Precision-guided spraying is now a reality — but not just spraying, claims Indiana entrepreneur Steve Booher. Precision-guided mowing, aerating and snow management is possible too as the result of an alliance this past year between Kubota Tractor Corporation and Indianapolis-based Smart Guided Systems.

Booher developed the Android-based autosteer system that’s now being shared with Kubota dealers. The technology will allow autonomous steering of Kubota tractors, mowers, UTV, and other equipment. Kubota dealers are now starting to receive the system.

Briefly, the system gathers and stores information by connecting GPS antennas, an electronic control unit, an android tablet interface and live satellite map feeds via a web portal management system.

Equipment operators rely upon the system’s record-and-replay option to take the exact same route at any time in the future. This allows them to spray, mow, push snow or spread salt or deicers with greater precision. Booher says he developed the system from scratch specifically for the professional grounds and horticulture markets.

By eliminating double cutting in mowing, or overlap and missed areas with spraying or spreading — hardly uncommon in the landscape/snow services industry — operators money in reduced expenses for fertilizers, pest control products and equipment maintenance. Savings multiply when the system is employed for mowing, spraying or snow management for large areas.

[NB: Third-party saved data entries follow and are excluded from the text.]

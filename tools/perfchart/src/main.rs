//! dgemm benchmark chart tool.
//!
//! Loads Google Benchmark result files named by a chart TOML file, extracts
//! one aggregate kind from each, and prints absolute, ratio or run-to-run
//! change series as tables or writes them as JSON chart data.

mod chart_cmd;
mod cli;

use anyhow::Result;
use blast_perf::verbose::{self, Verbosity};
use clap::Parser;

fn main() -> Result<()> {
    let cli = cli::Cli::parse();
    verbose::init(Verbosity::from_flags(cli.quiet, cli.verbose));

    match cli.command {
        cli::Command::Render(ref args) => chart_cmd::cmd_render(args),
        cli::Command::Inspect(ref args) => chart_cmd::cmd_inspect(args),
        cli::Command::RefName(ref args) => {
            chart_cmd::cmd_ref_name(args);
            Ok(())
        }
    }
}
//! Progress and diagnostic output for chart assembly.
//!
//! Three output levels controlled by CLI flags:
//! - **Quiet** (`-q`): warnings and final output only
//! - **Default** (no flag): one "Processing" line per source
//! - **Verbose** (`-v`): resolved paths, series lengths, timings
//!
//! Skipped sources are listed at every level: in the table itself when
//! printing to the terminal, and on stderr via [`crate::wprintln!`] when the chart
//! is written to a file.

use std::sync::atomic::{AtomicU8, Ordering};
use std::time::Instant;

/// Output verbosity level.
#[derive(Debug, Clone, Copy, PartialEq, Eq, PartialOrd, Ord, Default)]
pub enum Verbosity {
    /// Warnings and results only.
    Quiet = 0,
    /// Per-source progress lines.
    #[default]
    Default = 1,
    /// Per-source details and timings.
    Verbose = 2,
}

impl Verbosity {
    /// Map the `-q` / `-v` flag pair to a level. `quiet` wins.
    pub fn from_flags(quiet: bool, verbose: bool) -> Self {
        match (quiet, verbose) {
            (true, _) => Self::Quiet,
            (false, true) => Self::Verbose,
            (false, false) => Self::Default,
        }
    }
}

static LEVEL: AtomicU8 = AtomicU8::new(Verbosity::Default as u8);

/// Set the process-wide level. Called once from `main`.
pub fn init(level: Verbosity) {
    LEVEL.store(level as u8, Ordering::Relaxed);
}

/// Current process-wide level.
pub fn level() -> Verbosity {
    match LEVEL.load(Ordering::Relaxed) {
        0 => Verbosity::Quiet,
        2 => Verbosity::Verbose,
        _ => Verbosity::Default,
    }
}

/// Returns `true` if verbose mode is active.
pub fn is_verbose() -> bool {
    level() == Verbosity::Verbose
}

/// Returns `true` if quiet mode is active.
pub fn is_quiet() -> bool {
    level() == Verbosity::Quiet
}

/// Print a line only in verbose mode.
///
/// ```ignore
/// vprintln!("  reading {}", path.display());
/// ```
#[macro_export]
macro_rules! vprintln {
    ($($arg:tt)*) => {
        if $crate::verbose::is_verbose() {
            println!($($arg)*);
        }
    };
}

/// Print a line unless quiet mode is active.
///
/// ```ignore
/// dprintln!("Processing {}", source.source_id);
/// ```
#[macro_export]
macro_rules! dprintln {
    ($($arg:tt)*) => {
        if !$crate::verbose::is_quiet() {
            println!($($arg)*);
        }
    };
}

/// Print a `warning:` line to stderr regardless of level.
#[macro_export]
macro_rules! wprintln {
    ($($arg:tt)*) => {
        eprintln!("warning: {}", format_args!($($arg)*));
    };
}

/// Prints the elapsed time of a scope on drop, in verbose mode only.
pub struct Timer {
    label: String,
    start: Instant,
}

impl Timer {
    /// Start timing `label`.
    pub fn start(label: impl Into<String>) -> Self {
        Self {
            label: label.into(),
            start: Instant::now(),
        }
    }
}

impl Drop for Timer {
    fn drop(&mut self) {
        if is_verbose() {
            println!("  {}: {:.1?}", self.label, self.start.elapsed());
        }
    }
}

#[cfg(test)]
mod tests {
    use super::*;

    #[test]
    fn quiet_flag_wins() {
        assert_eq!(Verbosity::from_flags(true, true), Verbosity::Quiet);
        assert_eq!(Verbosity::from_flags(false, true), Verbosity::Verbose);
        assert_eq!(Verbosity::from_flags(false, false), Verbosity::Default);
    }
}
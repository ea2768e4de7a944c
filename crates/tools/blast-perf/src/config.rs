//! Chart configuration.
//!
//! Deserialized from a chart TOML file, for example:
//!
//! ```toml
//! kind = "ratio"
//! aggregate = "median"
//! data-dir = "../bench_result/data"
//!
//! [[sources]]
//! source-id = "dgemm-mkl.json"
//! display-label = "MKL"
//!
//! [[sources]]
//! source-id = "dgemm-blast-static-panel.json"
//! display-label = "BLAST (SP)"
//! role = "reference"
//! ```

use serde::{Deserialize, Serialize};
use std::fmt;
use std::path::{Path, PathBuf};

use crate::error::ConfigError;

/// Aggregate kind extracted when the file does not name one.
pub const DEFAULT_AGGREGATE: &str = "mean";

/// Absolute throughput is divided by this unless overridden (Giga).
pub const DEFAULT_FACTOR: f64 = 1e9;

/// Which comparison a chart shows.
#[derive(Debug, Clone, Copy, PartialEq, Eq, Deserialize, Serialize)]
#[serde(rename_all = "snake_case")]
pub enum ChartKind {
    /// Throughput per source, scaled by the chart factor.
    Absolute,
    /// Each subject divided by each reference-role source.
    Ratio,
    /// Each subject divided by its own stored previous run.
    Change,
}

impl fmt::Display for ChartKind {
    fn fmt(&self, f: &mut fmt::Formatter<'_>) -> fmt::Result {
        f.write_str(match self {
            Self::Absolute => "absolute",
            Self::Ratio => "ratio",
            Self::Change => "change",
        })
    }
}

impl ChartKind {
    /// Heading for the value column of a chart of this kind.
    pub fn value_label(self) -> &'static str {
        match self {
            Self::Absolute => "Throughput",
            Self::Ratio | Self::Change => "Ratio",
        }
    }
}

/// Part a source plays in the chart.
#[derive(Debug, Clone, Copy, PartialEq, Eq, Default, Deserialize, Serialize)]
#[serde(rename_all = "snake_case")]
pub enum Role {
    /// A series being evaluated.
    #[default]
    Subject,
    /// A baseline that subjects are divided by.
    Reference,
}

/// One configured data source.
#[derive(Debug, Clone, PartialEq, Deserialize, Serialize)]
#[serde(rename_all = "kebab-case")]
pub struct SourceSpec {
    /// File name of the benchmark document, relative to the data directory.
    pub source_id: String,
    /// Series label shown in the chart.
    pub display_label: String,
    /// Subject or reference.
    #[serde(default)]
    pub role: Role,
}

impl SourceSpec {
    /// A subject source.
    pub fn subject(source_id: impl Into<String>, display_label: impl Into<String>) -> Self {
        Self {
            source_id: source_id.into(),
            display_label: display_label.into(),
            role: Role::Subject,
        }
    }

    /// A reference source.
    pub fn reference(source_id: impl Into<String>, display_label: impl Into<String>) -> Self {
        Self {
            role: Role::Reference,
            ..Self::subject(source_id, display_label)
        }
    }
}

/// A complete chart description.
#[derive(Debug, Clone, PartialEq, Deserialize, Serialize)]
#[serde(rename_all = "kebab-case", deny_unknown_fields)]
pub struct ChartConfig {
    /// Chart kind.
    pub kind: ChartKind,
    /// Aggregate kind to extract from each document.
    #[serde(default = "default_aggregate")]
    pub aggregate: String,
    /// Directory holding the benchmark documents. Relative paths are
    /// resolved against the configuration file's directory by [`Self::load`].
    #[serde(default)]
    pub data_dir: Option<PathBuf>,
    /// Divisor for absolute throughput.
    #[serde(default)]
    pub factor: Option<f64>,
    /// Sources in plotting order.
    pub sources: Vec<SourceSpec>,
}

fn default_aggregate() -> String {
    DEFAULT_AGGREGATE.to_string()
}

impl ChartConfig {
    /// Create an empty chart of `kind` extracting `aggregate`.
    pub fn new(kind: ChartKind, aggregate: impl Into<String>) -> Self {
        Self {
            kind,
            aggregate: aggregate.into(),
            data_dir: None,
            factor: None,
            sources: Vec::new(),
        }
    }

    /// Append a source.
    #[must_use]
    pub fn with_source(mut self, source: SourceSpec) -> Self {
        self.sources.push(source);
        self
    }

    /// Read, parse and validate a chart file.
    pub fn load(path: &Path) -> Result<Self, ConfigError> {
        let text = std::fs::read_to_string(path).map_err(|source| ConfigError::Io {
            path: path.to_path_buf(),
            source,
        })?;
        let mut config = Self::from_toml_str(&text)?;

        let base = path.parent().unwrap_or_else(|| Path::new(""));
        config.data_dir = Some(match config.data_dir.take() {
            Some(dir) if dir.is_relative() => base.join(dir),
            Some(dir) => dir,
            None => base.to_path_buf(),
        });
        Ok(config)
    }

    /// Parse and validate a chart description from TOML text.
    pub fn from_toml_str(text: &str) -> Result<Self, ConfigError> {
        let config: Self = toml::from_str(text)?;
        config.validate()?;
        Ok(config)
    }

    /// Check that the chart can be assembled.
    pub fn validate(&self) -> Result<(), ConfigError> {
        if self.aggregate.trim().is_empty() {
            return Err(ConfigError::Invalid("aggregate must not be empty".into()));
        }
        if let Some(factor) = self.factor.filter(|f| !(f.is_finite() && *f > 0.0)) {
            return Err(ConfigError::Invalid(format!(
                "factor must be a positive number, got {factor}"
            )));
        }
        if let Some(bad) = self.sources.iter().find(|s| s.source_id.trim().is_empty()) {
            return Err(ConfigError::Invalid(format!(
                "source '{}' has an empty source-id",
                bad.display_label
            )));
        }
        if self.subjects().next().is_none() {
            return Err(ConfigError::Invalid("no subject sources configured".into()));
        }

        let references = self.references().count();
        match self.kind {
            ChartKind::Ratio if references == 0 => Err(ConfigError::Invalid(
                "ratio chart needs at least one source with role = \"reference\"".into(),
            )),
            ChartKind::Absolute | ChartKind::Change if references > 0 => {
                Err(ConfigError::Invalid(format!(
                    "{} chart does not take reference sources",
                    self.kind
                )))
            }
            _ => Ok(()),
        }
    }

    /// Subject sources in configuration order.
    pub fn subjects(&self) -> impl Iterator<Item = &SourceSpec> {
        self.sources.iter().filter(|s| s.role == Role::Subject)
    }

    /// Reference sources in configuration order.
    pub fn references(&self) -> impl Iterator<Item = &SourceSpec> {
        self.sources.iter().filter(|s| s.role == Role::Reference)
    }

    /// Divisor for absolute throughput.
    pub fn factor(&self) -> f64 {
        self.factor.unwrap_or(DEFAULT_FACTOR)
    }

    /// Data directory, or the current directory when none was set.
    pub fn data_dir(&self) -> &Path {
        self.data_dir.as_deref().unwrap_or_else(|| Path::new("."))
    }
}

The main focus for Smart Guided Systems for 2018 is its GPS Precision Spraying add-on kit. The assembly, which takes several hours, mounts on the back of many of today’s most popular turf sprayers. Operators, using the system, begin at the area they want to spray — commercial properties, estates, golf fairways, sports fields, etc. — and then drive the boundary once. While they are driving the property, their route and any other relevant data specific to the site, is saved to the cloud. Once there, any operator can retrieve the information as a work order any time in the future.

The sprayer will only spray within the boundary and it will also automatically turn off nozzles independently to avoid spraying outside the boundary and over-spraying inside the boundary, as well as reducing skips, Booher says. Along with coverage maps of various sprays, the system can provide a completion report of each finished work order, he adds.

Booher says his system reduces operator fatigue and boosts the productivity of inexperienced operators while improving the efficiency of veteran operators as well. Essentially all an operator has to do is “hit the play button” and the equipment follows a pre-determined pattern, he adds.